The Nets went on to beat Cleveland in their final game of the season on Sunday. They pulled out the win without James Harden, who sat out to rest his hamstring on the second night of back-to-back games. The victory means the Milwaukee Bucks will have the No. 3 seed in the playoffs and face off against the Miami Heat in the first round, while the Nets will face the winner of the Boston Celtics vs. Washington Wizards play-in matchup.
Sunday's contest marked the third time that Durant has played in both games of a back-to-back this season. He finished with 23 points, 13 rebounds and 8 assists. Irving had 17 points, 6 rebounds and 2 assists. James added 14 points, 4 rebounds and 6 assists off the bench.
Irving shot 8-of-10 from the field on Sunday and 1-of-2 from 3-point range, and he was a perfect 6-of-6 at the free throw line. His performance solidified Irving's place in the "50/40/90" club -- reserved for players who shoot 50% or greater from the field, 40% or better from 3-point range and at least 90% on free throws.

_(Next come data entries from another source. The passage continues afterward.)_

use actix_web::{
  HttpResponse,
  error::ResponseError,
  http::{StatusCode, header::ContentType},
};
use serde::Serialize;
use std::fmt;

use crate::domain::directory::DirectoryError;
use crate::domain::invoice::{EmailError, InvoiceEntityError, InvoiceError};
use crate::domain::project::ProjectError;

use super::dtos::ErrorResponse;

/// API error type that maps domain errors to HTTP responses
#[derive(Debug, Serialize)]
#[serde(tag = "type", content = "details")]
pub enum ApiError {
  /// Validation error (400 Bad Request)
  Validation(String),

  /// Resource not found (404 Not Found)
  NotFound(String),

  /// Duplicate resource or conflicting state (409 Conflict)
  Conflict(String),

  /// Request is well-formed but the operation cannot proceed (422 Unprocessable Entity)
  Unprocessable {
    code: &'static str,
    message: String,
  },

  /// Upstream delivery failure (502 Bad Gateway)
  BadGateway(String),

  /// Internal server error (500 Internal Server Error)
  Internal(String),
}

impl fmt::Display for ApiError {
  fn fmt(&self, f: &mut fmt::Formatter<'_>) -> fmt::Result {
    match self {
      ApiError::Validation(msg) => write!(f, "Validation error: {}", msg),
      ApiError::NotFound(msg) => write!(f, "Not found: {}", msg),
      ApiError::Conflict(msg) => write!(f, "Conflict: {}", msg),
      ApiError::Unprocessable { message, .. } => write!(f, "Unprocessable: {}", message),
      ApiError::BadGateway(msg) => write!(f, "Upstream error: {}", msg),
      ApiError::Internal(msg) => write!(f, "Internal error: {}", msg),
    }
  }
}

impl ResponseError for ApiError {
  fn status_code(&self) -> StatusCode {
    match self {
      ApiError::Validation(_) => StatusCode::BAD_REQUEST,
      ApiError::NotFound(_) => StatusCode::NOT_FOUND,
      ApiError::Conflict(_) => StatusCode::CONFLICT,
      ApiError::Unprocessable { .. } => StatusCode::UNPROCESSABLE_ENTITY,
      ApiError::BadGateway(_) => StatusCode::BAD_GATEWAY,
      ApiError::Internal(_) => StatusCode::INTERNAL_SERVER_ERROR,
    }
  }

  fn error_response(&self) -> HttpResponse {
    let status = self.status_code();
    let (error_type, message) = match self {
      ApiError::Validation(msg) => ("validation_error", msg.clone()),
      ApiError::NotFound(msg) => ("not_found", msg.clone()),
      ApiError::Conflict(msg) => ("conflict", msg.clone()),
      ApiError::Unprocessable { code, message } => (*code, message.clone()),
      ApiError::BadGateway(msg) => ("delivery_failed", msg.clone()),
      ApiError::Internal(msg) => {
        // Don't expose internal error details in production
        tracing::error!("Internal error: {}", msg);
        (
          "internal_error",
          "An internal server error occurred".to_string(),
        )
      }
    };

    let error_response = ErrorResponse {
      error: error_type.to_string(),
      message,
      details: None,
    };

    HttpResponse::build(status)
      .content_type(ContentType::json())
      .json(error_response)
  }
}

/// Convert validation errors from validator crate
impl From<validator::ValidationErrors> for ApiError {
  fn from(errors: validator::ValidationErrors) -> Self {
    let messages: Vec<String> = errors
      .field_errors()
      .iter()
      .flat_map(|(field, errors)| {
        errors
          .iter()
          .map(|error| {
            error
              .message
              .as_ref()
              .map(|m| m.to_string())
              .unwrap_or_else(|| format!("Invalid field: {}", field))
          })
          .collect::<Vec<_>>()
      })
      .collect();

    ApiError::Validation(messages.join(", "))
  }
}

impl From<DirectoryError> for ApiError {
  fn from(error: DirectoryError) -> Self {
    match error {
      DirectoryError::Validation(e) => ApiError::Validation(e.to_string()),
      DirectoryError::ClientNotFound(_) | DirectoryError::EmployeeNotFound(_) => {
        ApiError::NotFound(error.to_string())
      }
      DirectoryError::ClientNameAlreadyExists | DirectoryError::EmployeeEmailAlreadyExists => {
        ApiError::Conflict(error.to_string())
      }
      DirectoryError::Database(e) => ApiError::Internal(e.to_string()),
    }
  }
}

impl From<ProjectError> for ApiError {
  fn from(error: ProjectError) -> Self {
    match error {
      ProjectError::Validation(e) => ApiError::Validation(e.to_string()),
      ProjectError::ProjectNotFound(_)
      | ProjectError::AssignmentNotFound(_)
      | ProjectError::ClientNotFound(_)
      | ProjectError::EmployeeNotFound(_) => ApiError::NotFound(error.to_string()),
      ProjectError::EmployeeInactive => ApiError::Unprocessable {
        code: "employee_inactive",
        message: error.to_string(),
      },
      ProjectError::AlreadyAssigned | ProjectError::DesignationRateConflict { .. } => {
        ApiError::Conflict(error.to_string())
      }
      // Delegate to the directory mapping so a database failure stays a 500
      ProjectError::Directory(e) => e.into(),
      ProjectError::Database(e) => ApiError::Internal(e.to_string()),
    }
  }
}

impl From<InvoiceError> for ApiError {
  fn from(error: InvoiceError) -> Self {
    match error {
      InvoiceError::Validation(e) => ApiError::Validation(e.to_string()),
      InvoiceError::ClientNotFound(_) | InvoiceError::InvoiceNotFound(_) => {
        ApiError::NotFound(error.to_string())
      }
      InvoiceError::NoBillableTime => ApiError::Unprocessable {
        code: "no_billable_time",
        message: error.to_string(),
      },
      InvoiceError::UnresolvedAssignment { .. } => ApiError::Unprocessable {
        code: "unresolved_assignment",
        message: error.to_string(),
      },
      InvoiceError::AmbiguousRate { .. } => ApiError::Unprocessable {
        code: "ambiguous_rate",
        message: error.to_string(),
      },
      InvoiceError::InvoiceNumberAlreadyExists(_) => ApiError::Conflict(error.to_string()),
      InvoiceError::NumberAllocationExhausted(_) => ApiError::Internal(error.to_string()),
      InvoiceError::Entity(InvoiceEntityError::InvalidStatusTransition { .. }) => {
        ApiError::Unprocessable {
          code: "invalid_status_transition",
          message: error.to_string(),
        }
      }
      InvoiceError::EmailDelivery(EmailError::SandboxRestricted(msg)) => ApiError::Unprocessable {
        code: "email_sandbox_restricted",
        message: msg,
      },
      InvoiceError::EmailDelivery(e) => ApiError::BadGateway(e.to_string()),
      // Delegate so the source domain decides the status
      InvoiceError::Directory(e) => e.into(),
      InvoiceError::Project(e) => e.into(),
      InvoiceError::Database(e) => ApiError::Internal(e.to_string()),
    }
  }
}
//! # docqa CLI
//!
//! The `docqa` binary uploads documents, answers questions about them, and
//! serves the same operations over HTTP.
//!
//! ## Usage
//!
//! ```bash
//! docqa --config ./config/docqa.toml <command>
//! ```
//!
//! ## Commands
//!
//! | Command | Description |
//! |---------|-------------|
//! | `docqa init` | Create the SQLite database and run schema migrations |
//! | `docqa upload <path>` | Extract, chunk, embed, and store a file |
//! | `docqa documents` | List uploaded documents |
//! | `docqa get <id>` | Show a document and its chunks |
//! | `docqa delete <id>` | Delete a document and its stored file |
//! | `docqa search "<query>"` | Show the chunks most similar to a query |
//! | `docqa ask "<question>"` | Answer a question with an LLM |
//! | `docqa embed status` | Show which models embedded the stored chunks |
//! | `docqa embed rebuild` | Re-embed chunks with the configured model |
//! | `docqa serve` | Start the HTTP API server |
//!
//! ## Examples
//!
//! ```bash
//! docqa init --config ./config/docqa.toml
//! docqa upload ./handbook.pdf
//! docqa ask "How many vacation days do I get?" --provider groq
//! docqa serve --config ./config/docqa.toml
//! ```

use clap::{Parser, Subcommand};
use std::path::PathBuf;

use docqa::{chat, config, documents, embed_cmd, ingest, logger, migrate, retrieve, server};

/// docqa: ask questions about your documents.
///
/// All commands accept a `--config` flag pointing to a TOML configuration
/// file. See `config/docqa.example.toml` for a full example.
#[derive(Parser)]
#[command(
    name = "docqa",
    about = "docqa: retrieval-augmented question answering over uploaded documents",
    version,
    long_about = "docqa stores uploaded PDF, DOCX, and text files, splits them into overlapping \
    chunks, embeds them, and answers questions by retrieving the most similar chunks and passing \
    them to Gemini or Groq. Everything is available from the CLI and over a JSON HTTP API."
)]
struct Cli {
    /// Path to configuration file (TOML).
    #[arg(long, global = true, default_value = "./config/docqa.toml")]
    config: PathBuf,

    #[command(subcommand)]
    command: Commands,
}

/// Top-level CLI commands.
#[derive(Subcommand)]
enum Commands {
    /// Initialize the database schema.
    ///
    /// Creates the SQLite database file and the documents and chunks tables.
    /// This command is idempotent; running it multiple times is safe.
    Init,

    /// Upload a file: store it, extract its text, chunk, and embed it.
    Upload {
        /// File to upload (.pdf, .docx, .txt; anything else is read as text).
        path: PathBuf,
    },

    /// List uploaded documents, newest first.
    Documents,

    /// Show a document and its chunks.
    Get {
        /// Document id.
        id: i64,
    },

    /// Delete a document, its chunks, and its stored file.
    Delete {
        /// Document id.
        id: i64,
    },

    /// Show the chunks most similar to a query, without calling an LLM.
    Search {
        query: String,

        /// Number of chunks to return (defaults to `[retrieval].top_k`).
        #[arg(long)]
        k: Option<usize>,

        /// Restrict the search to these documents (repeatable).
        #[arg(long = "doc")]
        docs: Vec<i64>,
    },

    /// Answer a question from the uploaded documents.
    Ask {
        question: String,

        /// LLM provider: `gemini` or `groq` (defaults to `[llm].default_provider`).
        #[arg(long)]
        provider: Option<String>,

        /// Model name override.
        #[arg(long)]
        model: Option<String>,

        /// Number of chunks to use as context.
        #[arg(long)]
        k: Option<i64>,

        /// Restrict retrieval to these documents (repeatable).
        #[arg(long = "doc")]
        docs: Vec<i64>,
    },

    /// Manage stored embeddings.
    Embed {
        #[command(subcommand)]
        action: EmbedAction,
    },

    /// Start the HTTP API server.
    ///
    /// Binds to `[server].bind` unless `--bind` is given.
    Serve {
        /// Listen address override, e.g. `0.0.0.0:8000`.
        #[arg(long)]
        bind: Option<String>,
    },
}

/// Embedding subcommands.
#[derive(Subcommand)]
enum EmbedAction {
    /// Count chunks per embedding model and flag stale ones.
    Status,

    /// Re-embed chunks with the configured provider and model.
    Rebuild {
        /// Override the configured batch size.
        #[arg(long)]
        batch_size: Option<usize>,

        /// Only re-embed chunks whose model differs from the configured one.
        #[arg(long)]
        stale: bool,
    },
}

#[tokio::main]
async fn main() -> anyhow::Result<()> {
    let cli = Cli::parse();
    logger::init();

    let mut cfg = config::load_config(&cli.config)?;

    match cli.command {
        Commands::Init => {
            migrate::run_migrations(&cfg).await?;
            println!("Database initialized successfully.");
        }
        Commands::Upload { path } => {
            ingest::run_upload(&cfg, &path).await?;
        }
        Commands::Documents => {
            documents::run_list(&cfg).await?;
        }
        Commands::Get { id } => {
            documents::run_get(&cfg, id).await?;
        }
        Commands::Delete { id } => {
            documents::run_delete(&cfg, id).await?;
        }
        Commands::Search { query, k, docs } => {
            retrieve::run_search(&cfg, &query, &docs, k).await?;
        }
        Commands::Ask {
            question,
            provider,
            model,
            k,
            docs,
        } => {
            let request = chat::ChatRequest {
                message: question,
                provider,
                model,
                document_ids: docs,
                k,
            };
            chat::run_ask(&cfg, request).await?;
        }
        Commands::Embed { action } => match action {
            EmbedAction::Status => {
                embed_cmd::run_embed_status(&cfg).await?;
            }
            EmbedAction::Rebuild { batch_size, stale } => {
                embed_cmd::run_embed_rebuild(&cfg, batch_size, stale).await?;
            }
        },
        Commands::Serve { bind } => {
            if let Some(bind) = bind {
                cfg.server.bind = bind;
            }
            server::run_server(&cfg).await?;
        }
    }

    Ok(())
}
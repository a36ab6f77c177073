//! Document upload pipeline.
//!
//! Coordinates the flow for a single uploaded file: storage → document row →
//! text extraction → chunking → embedding → chunk rows. A document either
//! ends up fully indexed or not at all: any failure after the row is created
//! removes the row and the stored file again.

use anyhow::{Context, Result};
use serde::Serialize;
use sqlx::SqlitePool;
use std::path::{Path, PathBuf};
use uuid::Uuid;

use crate::chunk::{chunk_text, make_chunks};
use crate::config::Config;
use crate::db;
use crate::embedding;
use crate::extract::{self, FileKind};
use crate::models::NewChunk;

/// Result of a successful upload, as returned by `POST /upload/`.
#[derive(Debug, Clone, Serialize)]
pub struct IngestOutcome {
    pub id: i64,
    pub name: String,
    pub chunks: usize,
    pub message: String,
}

/// Why an upload was rejected.
///
/// `NoText` and `NoChunks` are the caller's fault (HTTP 400); `Failed`
/// wraps everything else (HTTP 500).
#[derive(Debug)]
pub enum IngestError {
    NoText,
    NoChunks,
    Failed(anyhow::Error),
}

impl IngestError {
    pub fn is_client_error(&self) -> bool {
        matches!(self, IngestError::NoText | IngestError::NoChunks)
    }
}

impl std::fmt::Display for IngestError {
    fn fmt(&self, f: &mut std::fmt::Formatter<'_>) -> std::fmt::Result {
        match self {
            IngestError::NoText => write!(
                f,
                "Could not extract text from file. File may be empty or corrupted."
            ),
            IngestError::NoChunks => write!(f, "No text chunks created from document"),
            IngestError::Failed(e) => write!(f, "Error processing document: {}", e),
        }
    }
}

impl std::error::Error for IngestError {}

impl From<anyhow::Error> for IngestError {
    fn from(e: anyhow::Error) -> Self {
        IngestError::Failed(e)
    }
}

impl From<sqlx::Error> for IngestError {
    fn from(e: sqlx::Error) -> Self {
        IngestError::Failed(e.into())
    }
}

/// Store, extract, chunk, embed, and index one uploaded file.
pub async fn ingest_file(
    config: &Config,
    pool: &SqlitePool,
    original_name: &str,
    bytes: &[u8],
) -> Result<IngestOutcome, IngestError> {
    let name = display_name(original_name);
    let relative = format!("documents/{}_{}", Uuid::new_v4().simple(), sanitize_file_name(&name));
    let stored_path = config.storage.upload_dir.join(&relative);

    store_bytes(&stored_path, bytes).await?;

    let kind = FileKind::from_name(&name);
    let insert = sqlx::query(
        "INSERT INTO documents (name, file_path, content_type, size_bytes, created_at) VALUES (?, ?, ?, ?, ?)",
    )
    .bind(&name)
    .bind(&relative)
    .bind(kind.content_type())
    .bind(bytes.len() as i64)
    .bind(chrono::Utc::now().timestamp())
    .execute(pool)
    .await;

    let doc_id = match insert {
        Ok(done) => done.last_insert_rowid(),
        Err(e) => {
            remove_file_quietly(&stored_path).await;
            return Err(e.into());
        }
    };

    tracing::info!(doc_id, name = %name, bytes = bytes.len(), "stored upload");

    match index_document(config, pool, doc_id, &stored_path).await {
        Ok(count) => {
            tracing::info!(doc_id, chunks = count, "document indexed");
            Ok(IngestOutcome {
                id: doc_id,
                name,
                chunks: count,
                message: format!("Successfully processed document with {} chunks", count),
            })
        }
        Err(e) => {
            tracing::warn!(doc_id, error = %e, "upload rejected, rolling back");
            if let Err(cleanup) = sqlx::query("DELETE FROM documents WHERE id = ?")
                .bind(doc_id)
                .execute(pool)
                .await
            {
                tracing::warn!(doc_id, error = %cleanup, "could not remove document row");
            }
            remove_file_quietly(&stored_path).await;
            Err(e)
        }
    }
}

async fn index_document(
    config: &Config,
    pool: &SqlitePool,
    doc_id: i64,
    stored_path: &Path,
) -> Result<usize, IngestError> {
    let path = stored_path.to_path_buf();
    let text = tokio::task::spawn_blocking(move || extract::extract_text_from_file(&path))
        .await
        .map_err(|e| IngestError::Failed(e.into()))?;

    if text.trim().is_empty() {
        return Err(IngestError::NoText);
    }

    let pieces = chunk_text(&text, config.chunking.max_chars, config.chunking.overlap);
    if pieces.is_empty() {
        return Err(IngestError::NoChunks);
    }

    let chunks = make_chunks(doc_id, pieces);
    let texts: Vec<String> = chunks.iter().map(|c| c.content.clone()).collect();

    let provider = embedding::create_provider(&config.embedding)?;
    let vectors = embedding::embed_texts(provider.as_ref(), &config.embedding, &texts).await?;

    insert_chunks(pool, &chunks, &vectors, provider.model_name()).await?;
    Ok(chunks.len())
}

async fn insert_chunks(
    pool: &SqlitePool,
    chunks: &[NewChunk],
    vectors: &[Vec<f32>],
    model: &str,
) -> Result<()> {
    let now = chrono::Utc::now().timestamp();
    let mut tx = pool.begin().await?;

    for (chunk, vector) in chunks.iter().zip(vectors) {
        sqlx::query(
            r#"
            INSERT INTO chunks (document_id, content, embedding, model, dims, index_id, chunk_order, hash, created_at)
            VALUES (?, ?, ?, ?, ?, ?, ?, ?, ?)
            "#,
        )
        .bind(chunk.document_id)
        .bind(&chunk.content)
        .bind(embedding::vec_to_blob(vector))
        .bind(model)
        .bind(vector.len() as i64)
        .bind(chunk.document_id.to_string())
        .bind(chunk.order)
        .bind(&chunk.hash)
        .bind(now)
        .execute(&mut *tx)
        .await?;
    }

    tx.commit().await?;
    Ok(())
}

async fn store_bytes(path: &Path, bytes: &[u8]) -> Result<()> {
    if let Some(parent) = path.parent() {
        tokio::fs::create_dir_all(parent)
            .await
            .with_context(|| format!("Failed to create {}", parent.display()))?;
    }
    tokio::fs::write(path, bytes)
        .await
        .with_context(|| format!("Failed to write {}", path.display()))?;
    Ok(())
}

pub(crate) async fn remove_file_quietly(path: &Path) {
    if let Err(e) = tokio::fs::remove_file(path).await {
        if e.kind() != std::io::ErrorKind::NotFound {
            tracing::warn!(path = %path.display(), error = %e, "could not remove stored file");
        }
    }
}

/// The client-supplied name without any directory part.
fn display_name(original: &str) -> String {
    let base = original
        .rsplit(['/', '\\'])
        .next()
        .unwrap_or(original)
        .trim();
    if base.is_empty() {
        "upload".to_string()
    } else {
        base.to_string()
    }
}

/// Reduce a file name to characters that are safe on every filesystem.
fn sanitize_file_name(name: &str) -> String {
    let cleaned: String = name
        .chars()
        .map(|c| {
            if c.is_ascii_alphanumeric() || matches!(c, '.' | '-' | '_') {
                c
            } else {
                '_'
            }
        })
        .collect();
    let cleaned = cleaned.trim_start_matches('.');
    if cleaned.is_empty() {
        "upload".to_string()
    } else {
        cleaned.to_string()
    }
}

/// CLI entry point: upload a local file.
pub async fn run_upload(config: &Config, path: &Path) -> Result<()> {
    let bytes =
        std::fs::read(path).with_context(|| format!("Failed to read {}", path.display()))?;
    let name = path
        .file_name()
        .map(|n| n.to_string_lossy().to_string())
        .unwrap_or_else(|| "upload".to_string());

    let pool = db::connect(config).await?;
    let result = ingest_file(config, &pool, &name, &bytes).await;
    pool.close().await;

    let outcome = result.map_err(|e| anyhow::anyhow!("{}", e))?;
    println!("upload {}", outcome.name);
    println!("  id: {}", outcome.id);
    println!("  chunks: {}", outcome.chunks);
    println!("{}", outcome.message);
    Ok(())
}

/// Absolute path of a stored upload.
pub fn stored_file_path(config: &Config, relative: &str) -> PathBuf {
    config.storage.upload_dir.join(relative)
}

#[cfg(test)]
mod tests {
    use super::*;

    #[test]
    fn test_display_name_strips_directories() {
        assert_eq!(display_name("../../etc/passwd"), "passwd");
        assert_eq!(display_name("C:\\Users\\me\\report.pdf"), "report.pdf");
        assert_eq!(display_name("notes.txt"), "notes.txt");
        assert_eq!(display_name("dir/"), "upload");
    }

    #[test]
    fn test_sanitize_file_name() {
        assert_eq!(sanitize_file_name("my report (v2).pdf"), "my_report__v2_.pdf");
        assert_eq!(sanitize_file_name(".hidden"), "hidden");
        assert_eq!(sanitize_file_name("résumé.docx"), "r_sum_.docx");
        assert_eq!(sanitize_file_name("..."), "upload");
    }

    #[test]
    fn test_error_messages_and_classes() {
        assert!(IngestError::NoText.is_client_error());
        assert!(IngestError::NoChunks.is_client_error());
        let failed = IngestError::Failed(anyhow::anyhow!("boom"));
        assert!(!failed.is_client_error());
        assert_eq!(failed.to_string(), "Error processing document: boom");
        assert_eq!(
            IngestError::NoText.to_string(),
            "Could not extract text from file. File may be empty or corrupted."
        );
    }
}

Irving shot 50.6% from the field this season, 40.2% on 3s and 90.2% from the free throw line. He joins Larry Bird, Stephen Curry and Durant as the only players to average at least 25 points per game during a 50-40-90 season
"Phenomenal season from Ky," Durant said. "He's a guy who can get it from anywhere on the floor at any time at that size is remarkable. Point guards that get 50/40/90 is just so much more impressive to me. I'm very happy for Kyrie, and I'm sure this won't be his last time."
Irving did not speak to reporters after the game.
The Nets also were without Joe Harris, who was diagnosed with a left gluteal strain. After the game, Nash said that while he expected Harden to be available to practice with the team on Tuesday, Harris might miss a few practices this week.
"There's a case where he may not practice the whole week, but that's OK," Nash said of Harris. "He's played a lot of minutes this year, and we want him to heal up as best he possibly can and kind of not have to chase this thing through the playoffs and have it linger. I'd rather he resolves it than practice this week."
With Harden unavailable on Sunday, the Nets finished the regular season with their Big Three playing just eight games together. No team's three leading scorers have played fewer than 10 games together and gone on to win a championship.
The 2000-01 Lakers' leading scorers of Derek Fisher, Kobe Bryant and Shaquille O'Neal played just 10 games together, and they won the title, but they also had played together in prior seasons. Durant said that he isn't concerned about the lack of time he has had with Harden and Irving to build chemistry.
"I think we're the 'Big 15,'" Durant said of his team. "So, yeah, we'll be all right."